黒田バズーカ砲

読み方: くろだばずーかほう
分類: 日本経済|日銀

黒田バズーカ砲は、黒田東彦総裁が率いる日本銀行が2013年4月4日の政策委員会・金融政策決定会合において導入を決定した「量的・質的金融緩和(異次元緩和)」の俗称をいいます。これは、消費者物価の前年比上昇率2%の「物価安定の目標」を、2年程度の期間を念頭に置いて、できるだけ早期に実現するために、マネタリーベースおよび長期国債・ETF等の保有額を2年間で2倍に拡大し、長期国債買入れの平均残存期間を2倍以上に延長するなど、量・質ともに次元の違う金融緩和を行うものとなっています。また、その実施に伴う措置として、資産買入等の基金の廃止(長期国債の買入れに吸収)、銀行券ルールの一時適用停止、市場参加者との対話の強化を行うこととしました。

一般に黒田バズーカ砲の狙いとして、金融機関や投資家に対して、リスクテイクを促すと共に、イールドカーブリスクプレミアムへの働きかけを通じて、資産価格やポートフォリオ・リバランスに影響を及ぼすことを企図しています。

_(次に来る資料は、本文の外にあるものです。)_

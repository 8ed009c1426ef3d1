//! Document loading from local paths, uploaded bytes, and URLs.
//!
//! Every source ends up as a file on disk before parsing: uploads and
//! downloads are written to a [`tempfile::NamedTempFile`] with the matching
//! suffix, which is removed when it goes out of scope whether parsing
//! succeeded or not.
//!
//! [`load`] never fails. Unsupported extensions and fetch/parse failures are
//! logged as warnings and contribute no pages. Use [`try_load`] to see the
//! error instead.

use std::io::Write;
use std::path::{Path, PathBuf};
use std::time::Duration;

use anyhow::Result;
use globset::{Glob, GlobSet, GlobSetBuilder};
use walkdir::WalkDir;

use crate::config::DocumentsConfig;
use crate::extract::{extract_pages, DocumentFormat, ExtractError};
use crate::models::Document;

/// Where a document comes from.
#[derive(Debug, Clone)]
pub enum DocumentSource {
    Path(PathBuf),
    Upload { file_name: String, bytes: Vec<u8> },
    Url(String),
}

impl DocumentSource {
    /// Parses a CLI/config entry: `http(s)://` strings are URLs, anything else a path.
    pub fn parse(s: &str) -> Self {
        if s.starts_with("http://") || s.starts_with("https://") {
            DocumentSource::Url(s.to_string())
        } else {
            DocumentSource::Path(PathBuf::from(s))
        }
    }

    /// Label stored on each loaded page.
    pub fn label(&self) -> String {
        match self {
            DocumentSource::Path(p) => p.display().to_string(),
            DocumentSource::Upload { file_name, .. } => file_name.clone(),
            DocumentSource::Url(u) => u.clone(),
        }
    }
}

#[derive(Debug)]
pub enum LoadError {
    UnsupportedType(String),
    Io(String),
    Fetch(String),
    Extract(ExtractError),
}

impl std::fmt::Display for LoadError {
    fn fmt(&self, f: &mut std::fmt::Formatter<'_>) -> std::fmt::Result {
        match self {
            LoadError::UnsupportedType(name) => write!(f, "Unsupported file type: {}", name),
            LoadError::Io(e) => write!(f, "I/O error: {}", e),
            LoadError::Fetch(e) => write!(f, "Failed to fetch document: {}", e),
            LoadError::Extract(e) => write!(f, "{}", e),
        }
    }
}

impl std::error::Error for LoadError {}

impl From<ExtractError> for LoadError {
    fn from(e: ExtractError) -> Self {
        LoadError::Extract(e)
    }
}

/// Loads documents with a configured fetch timeout.
#[derive(Debug, Clone)]
pub struct Loader {
    fetch_timeout: Duration,
}

impl Default for Loader {
    fn default() -> Self {
        Self {
            fetch_timeout: Duration::from_secs(60),
        }
    }
}

impl Loader {
    pub fn new(config: &DocumentsConfig) -> Self {
        Self {
            fetch_timeout: Duration::from_secs(config.fetch_timeout_secs),
        }
    }

    /// Load a source, logging and swallowing any failure.
    pub async fn load(&self, source: &DocumentSource) -> Vec<Document> {
        match self.try_load(source).await {
            Ok(docs) => {
                log::info!("loaded {} page(s) from {}", docs.len(), source.label());
                docs
            }
            Err(LoadError::UnsupportedType(name)) => {
                log::warn!("Unsupported file type: {} (only .pdf and .docx are read)", name);
                Vec::new()
            }
            Err(e) => {
                log::warn!("Skipping {}: {}", source.label(), e);
                Vec::new()
            }
        }
    }

    /// Load several sources in order and concatenate their pages.
    pub async fn load_all(&self, sources: &[DocumentSource]) -> Vec<Document> {
        let mut docs = Vec::new();
        for source in sources {
            docs.extend(self.load(source).await);
        }
        docs
    }

    pub async fn try_load(&self, source: &DocumentSource) -> Result<Vec<Document>, LoadError> {
        let label = source.label();
        let format = DocumentFormat::from_name(&label)
            .ok_or_else(|| LoadError::UnsupportedType(label.clone()))?;

        match source {
            DocumentSource::Path(path) => parse_file(path, format, &label),
            DocumentSource::Upload { bytes, .. } => parse_scoped(bytes, format, &label),
            DocumentSource::Url(url) => {
                let bytes = self.fetch(url).await?;
                parse_scoped(&bytes, format, &label)
            }
        }
    }

    async fn fetch(&self, url: &str) -> Result<Vec<u8>, LoadError> {
        let client = reqwest::Client::builder()
            .timeout(self.fetch_timeout)
            .build()
            .map_err(|e| LoadError::Fetch(e.to_string()))?;
        let response = client
            .get(url)
            .send()
            .await
            .map_err(|e| LoadError::Fetch(e.to_string()))?;
        let status = response.status();
        if !status.is_success() {
            return Err(LoadError::Fetch(format!("{} returned {}", url, status)));
        }
        let bytes = response
            .bytes()
            .await
            .map_err(|e| LoadError::Fetch(e.to_string()))?;
        Ok(bytes.to_vec())
    }
}

/// Write bytes to a temporary file, parse it, and let the guard delete it.
fn parse_scoped(bytes: &[u8], format: DocumentFormat, label: &str) -> Result<Vec<Document>, LoadError> {
    let mut tmp = tempfile::Builder::new()
        .prefix("docqa-")
        .suffix(format.suffix())
        .tempfile()
        .map_err(|e| LoadError::Io(e.to_string()))?;
    tmp.write_all(bytes)
        .and_then(|_| tmp.flush())
        .map_err(|e| LoadError::Io(e.to_string()))?;
    parse_file(tmp.path(), format, label)
}

fn parse_file(path: &Path, format: DocumentFormat, label: &str) -> Result<Vec<Document>, LoadError> {
    let bytes = std::fs::read(path).map_err(|e| LoadError::Io(format!("{}: {}", path.display(), e)))?;
    let pages = extract_pages(&bytes, format)?;
    Ok(pages
        .into_iter()
        .enumerate()
        .filter(|(_, text)| !text.trim().is_empty())
        .map(|(page, text)| Document::new(label, page, text))
        .collect())
}

/// Walk `documents.root` and return every matching file as a source.
///
/// Returns nothing when no root is configured.
pub fn scan_directory(config: &DocumentsConfig) -> Result<Vec<DocumentSource>> {
    let root = match &config.root {
        Some(root) => root,
        None => return Ok(Vec::new()),
    };
    if !root.exists() {
        anyhow::bail!("documents.root does not exist: {}", root.display());
    }

    let include_set = build_globset(&config.include_globs)?;
    let mut excludes = vec!["**/.git/**".to_string(), "**/target/**".to_string()];
    excludes.extend(config.exclude_globs.clone());
    let exclude_set = build_globset(&excludes)?;

    let mut paths = Vec::new();
    for entry in WalkDir::new(root).follow_links(config.follow_symlinks) {
        let entry = entry?;
        if !entry.file_type().is_file() {
            continue;
        }
        let path = entry.path();
        let rel = path.strip_prefix(root).unwrap_or(path).to_string_lossy().to_string();
        if exclude_set.is_match(&rel) || !include_set.is_match(&rel) {
            continue;
        }
        paths.push(path.to_path_buf());
    }
    paths.sort();

    Ok(paths.into_iter().map(DocumentSource::Path).collect())
}

/// Every source named by the configuration: the scanned root, then `paths`.
pub fn configured_sources(config: &DocumentsConfig) -> Result<Vec<DocumentSource>> {
    let mut sources = scan_directory(config)?;
    sources.extend(config.paths.iter().map(|p| DocumentSource::parse(p)));
    Ok(sources)
}

/// Load every configured source plus `extra` entries (paths or URLs).
pub async fn load_corpus(config: &DocumentsConfig, extra: &[String]) -> Result<Vec<Document>> {
    let mut sources = configured_sources(config)?;
    sources.extend(extra.iter().map(|p| DocumentSource::parse(p)));
    Ok(Loader::new(config).load_all(&sources).await)
}

fn build_globset(patterns: &[String]) -> Result<GlobSet> {
    let mut builder = GlobSetBuilder::new();
    for pattern in patterns {
        builder.add(Glob::new(pattern)?);
    }
    Ok(builder.build()?)
}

ちなみに、その呼称は、従来の日銀の政策とは異なり、あまりに大胆であったため、マーケット(市場)に大きな衝撃を与えたことに由来します。

2013年4月4日の黒田バズーカ砲(第1弾)


(1)マネタリーベース・コントロールの採用

・量的な金融緩和を推進する観点から、金融市場調節の操作目標を、無担保コールレート(オーバーナイト物)からマネタリーベースに変更。
・マネタリーベースが年間約60~70兆円に相当するペースで増加するよう金融市場調節を行う(2013年末:200兆円、2014年末:270兆円)。

(2)長期国債買入れの拡大と年限長期化

・イールドカーブ全体の金利低下を促す観点から、長期国債の保有残高が年間約50兆円に相当するペースで増加するよう買入れを行う。
・長期国債の買入れ対象を40年債を含む全ゾーンの国債とした上で、買入れの平均残存期間を、現状の3年弱から国債発行残高の平均並みの7年程度に延長する。

(3)ETF・J-REITの買入れの拡大

・資産価格のプレミアムに働きかける観点から、ETFおよびJ-REITの保有残高が、それぞれ年間約1兆円、年間約300億円に相当するペースで増加するよう買入れを行う。

(4)量的・質的金融緩和の継続

・本緩和は、「2%の物価安定の目標」の実現を目指し、これを安定的に持続するために必要な時点まで継続する。
・その際、経済・物価情勢について上下双方向のリスク要因を点検し、必要な調整を行う。

2014年10月31日の黒田バズーカ砲(第2弾)

(1)マネタリーベース増加額の拡大

・マネタリーベースが、年間約80兆円(約10~20兆円追加)に相当するペースで増加するよう金融市場調節を行う。

(2)資産買入れ額の拡大および長期国債買入れの平均残存年限の長期化

・長期国債について、保有残高が年間約80兆円(約30兆円追加)に相当するペースで増加するよう買入れを行う。(イールドカーブ全体の金利低下を促す観点から、金融市場の状況に応じて柔軟に運営。買入れの平均残存期間を7~10年程度に延長、最大3年程度延長)
・ETFおよびJ-REITについて、保有残高が、それぞれ年間約3兆円(3倍増)、年間約900億円(3倍増)に相当するペースで増加するよう買入れを行う。新たにJPX日経400に連動するETFを買入れの対象に加える。

2016年1月29日の黒田バズーカ砲(第3弾)

(1)マイナス金利の導入

金融機関が保有する日本銀行当座預金に-0.1%のマイナス金利を適用する。今後、必要な場合、さらに金利を引き下げる。具体的には、日本銀行当座預金を3段階の階層構造に分割し、それぞれの階層に応じてプラス金利、ゼロ金利、マイナス金利を適用する。

2016年7月29日の黒田バズーカ砲(第4弾)

(1)ETF買入れ額の増額

ETFについて、保有残高が年間約6兆円に相当するペースで増加するよう買入れを行う(現行の約3.3兆円からほぼ倍増)。